Lord Ashcroft has denied allegations that he ignored rules around the management of his offshore investments.
According to leaked documents, the Tory donor gave assets worth hundreds of millions of dollars to the Punta Gorda Trust in Bermuda in 2000.
The leaked Paradise Papers provoked questions as to whether he sometimes made decisions without consulting trust officials. Such action could see the trust challenged by HMRC.
The peer denied controlling the trust.
In a statement, he said that he has never known the identity of any of the trustees or had any dealings with them.
“At no point has it been suggested directly to me, or through others, that I have taken any inappropriate action.
“No professional trustee has ever resigned because of anything I may have done,” he added.
Panorama approached Lord Ashcroft during last month’s Conservative Party conference in Manchester but he declined to answer any questions about the trust.
He has described two previous Panorama investigations into his affairs as “unashamedly one-sided” and said he had informed BBC director general Tony Hall that he is “simply not prepared to deal with” the programme.
The 71-year-old former Conservative deputy chairman has given millions of pounds to the party.
He fell out with David Cameron in 2010 and later co-authored a controversial unauthorised biography of the then-prime minister but remains involved in UK politics through his polling and publishing interests.
Journalist Peter Oborne said Lord Ashcroft has been a “hugely significant figure” in the Conservative Party over the last 20 years.
He said: “Lord Ashcroft has been one of the most significant donors to the… party. But it’s not just… that he’s been a giver of money, he’s also been very important organisationally. He’s involved himself in the internal politics.”

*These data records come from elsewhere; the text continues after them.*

// Copyright (c) 2025 Kevin Thomas
// Licensed under the MIT License. See LICENSE file in the project root for full license information.

//! Property tests for the state table and the control loop.

use proptest::prelude::*;
use traffic_light::fsm::{self, STATE_COUNT, transition, validate};
use traffic_light::signal::{Aspect, PedestrianSignal};
use traffic_light::{FSM, Platform, Port, SensorInput, StateId, TrafficLightController};

/// Plays back sensor words and keeps what the controller showed each step.
#[derive(Default)]
struct ScriptedPlatform {
    sensor_words: Vec<u8>,
    cursor: usize,
    shown: Vec<(u8, u8, u32)>,
    pending: (u8, u8),
    irq_enabled: bool,
}

impl ScriptedPlatform {
    fn new(sensor_words: Vec<u8>) -> Self {
        Self {
            sensor_words,
            ..Self::default()
        }
    }
}

impl Platform for ScriptedPlatform {
    fn configure_digital_output_pins(&mut self, _port: Port, _mask: u8) {}

    fn configure_digital_input_pins(&mut self, _port: Port, _mask: u8) {}

    fn write_outputs(&mut self, port: Port, value: u8) {
        match port {
            Port::TrafficLights => self.pending.0 = value,
            Port::Pedestrian => self.pending.1 = value,
            Port::Sensors => panic!("sensor port written"),
        }
    }

    fn read_inputs(&mut self, port: Port) -> u8 {
        assert_eq!(port, Port::Sensors);
        let word = self.sensor_words[self.cursor];
        self.cursor += 1;
        word
    }

    fn wait_milliseconds(&mut self, duration_ms: u32) {
        self.shown.push((self.pending.0, self.pending.1, duration_ms));
    }

    fn enable_interrupts(&mut self) {
        self.irq_enabled = true;
    }

    fn disable_interrupts(&mut self) {
        self.irq_enabled = false;
    }
}

fn any_state() -> impl Strategy<Value = StateId> {
    (0..STATE_COUNT).prop_map(|i| StateId::ALL[i])
}

#[test]
fn every_state_and_input_has_a_successor() {
    for state in StateId::ALL {
        for raw in 0..8u8 {
            let next = transition(state, SensorInput::from_raw(raw));
            assert!(StateId::ALL.contains(&next), "{state:?}/{raw} -> {next:?}");
        }
    }
}

#[test]
fn no_state_moves_both_directions() {
    for state in StateId::ALL {
        let lights = fsm::row(state).lights();
        assert!(lights.is_conflict_free(), "{state:?} shows {lights:?}");
    }
}

#[test]
fn walk_only_over_all_red() {
    for state in StateId::ALL {
        let row = fsm::row(state);
        if row.pedestrian() == PedestrianSignal::Walk {
            assert_eq!(row.lights().east_west, Aspect::Red, "{state:?}");
            assert_eq!(row.lights().north_south, Aspect::Red, "{state:?}");
        }
    }
}

#[test]
fn shipped_table_passes_validation() {
    assert_eq!(validate(&FSM), Ok(()));
}

#[test]
fn idle_go_west_loops_on_itself() {
    let mut platform = ScriptedPlatform::new(vec![0]);
    let mut controller = TrafficLightController::new();
    controller.initialize(&mut platform);

    assert!(platform.irq_enabled);
    assert_eq!(controller.step(&mut platform), StateId::GoWest);
    assert_eq!(platform.shown, [(0x0C, 0x02, 1000)]);
}

#[test]
fn pedestrian_at_go_west_slows_west_first() {
    assert_eq!(transition(StateId::GoWest, SensorInput::from_raw(4)), StateId::SlowWest);
}

#[test]
fn north_south_car_after_walk_goes_south() {
    assert_eq!(transition(StateId::WalkOff2, SensorInput::from_raw(2)), StateId::GoSouth);
}

proptest! {
    #[test]
    fn transition_is_deterministic(state in any_state(), raw in any::<u8>()) {
        let input = SensorInput::from_raw(raw);
        prop_assert_eq!(transition(state, input), transition(state, input));
        prop_assert_eq!(transition(state, input), FSM[state.index()].next[(raw & 0x07) as usize]);
    }

    #[test]
    fn controller_follows_the_table(words in prop::collection::vec(any::<u8>(), 1..64)) {
        let mut platform = ScriptedPlatform::new(words.clone());
        let mut controller = TrafficLightController::new();
        controller.initialize(&mut platform);

        let mut expected = StateId::GoWest;
        for (step, raw) in words.iter().enumerate() {
            let row = fsm::row(expected);
            let next = controller.step(&mut platform);

            prop_assert_eq!(
                platform.shown[step],
                (row.light_output, row.pedestrian_output, row.dwell_ms())
            );
            expected = transition(expected, SensorInput::from_raw(*raw));
            prop_assert_eq!(next, expected);
            prop_assert_eq!(controller.current(), expected);
        }
    }

    #[test]
    fn identical_runs_produce_identical_outputs(words in prop::collection::vec(0..8u8, 1..32)) {
        let run = |words: &[u8]| {
            let mut platform = ScriptedPlatform::new(words.to_vec());
            let mut controller = TrafficLightController::new();
            controller.initialize(&mut platform);
            let trace: Vec<StateId> = words.iter().map(|_| controller.step(&mut platform)).collect();
            (trace, platform.shown)
        };
        prop_assert_eq!(run(&words), run(&words));
    }

    #[test]
    fn green_phases_hold_against_pedestrians(raw in any::<u8>()) {
        let input = SensorInput::from_raw(raw);
        prop_assert_ne!(transition(StateId::GoWest, input), StateId::GoWalk);
        prop_assert_ne!(transition(StateId::GoSouth, input), StateId::GoWalk);
    }
}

Addressing this allegation, he said in his statement: “My position was made public in a statement which I made in March 2010 and to which a link is provided here.
“Following the change in the law later that year, a change which my statement anticipated, for each of the remaining five years during which I sat in the House of Lords, I was deemed tax resident and domiciled.
“This is all publicly available information and nothing was produced yesterday by the BBC which suggests different.”
The structure of a trust involves one entity legally entrusting a second to look after assets for a third, essentially removing ownership for tax purposes.
Wealthy people can legally avoid paying tax on assets that they have given to a trust because they can tell the authorities they no longer own or control the assets in them.
But for a trust to work as a tax break, decisions about its assets have to be taken independently by the trustees.
Despite the warning, Lord Ashcroft appears to have continued to make decisions about the trust’s assets.
In October 2000, one of the trustees said: “I would like to emphasize at this point that it is imperative at all times that the trustees are aware of any and all transactions to be entered into prior to transactions occurring.
“To do otherwise, will only serve to undermine the integrity of the trust as the trustees are being advised of actions taken in connection with trust assets, which should be under their control, after the event.”
A review of the trust in 2009, discovered that significant payments out had been made that had not been properly recorded.
In an internal email, a lawyer representing the trust says: “There have been very large sums of money involved and I am very concerned that there has been inadequate supervision of both transactions and distributions… to put it bluntly we seem to be told nothing whereas we carry the responsibility of acting as trustee.”
Paperwork then appears to have been put in place retrospectively “to ensure that we have all the relevant trustee and company authorities in place for the transactions which have occured [sic]”.
Trust experts say anybody who puts their money into a trust could face a challenge by tax authorities if it was felt rules had been abused.
This could include a challenge from HM Revenue and Customs if it was to take the view an overseas trust had been controlled from the UK.
Nicholas Shaxson, the author of Treasure Islands, an expose of the workings of tax havens, told Panorama: “On the evidence I have seen, it looks like something that is abusive behaviour and an abusive structure. If the trustees are worried, the trustees are expressing alarm about that, that’s a clear red flag.”
Prof Brooke Harrington, the author of Capital Without Borders, said: “It’s important that trustees be independent because the whole concept of a trust is that a settlor gives over legal ownership of an asset to the trustee.
“That’s why you get these tax benefits and other legal benefits from the trust structure.”
Lord Ashcroft’s spokesman, Alan Kilkenny, is quoted in the Guardian as saying the peer had never engaged in tax evasion, abusive tax avoidance or tax avoidance using artificial structures.
The papers are a huge batch of leaked documents mostly from offshore law firm Appleby, along with corporate registries in 19 tax jurisdictions, which reveal the financial dealings of politicians, celebrities, corporate giants and business leaders.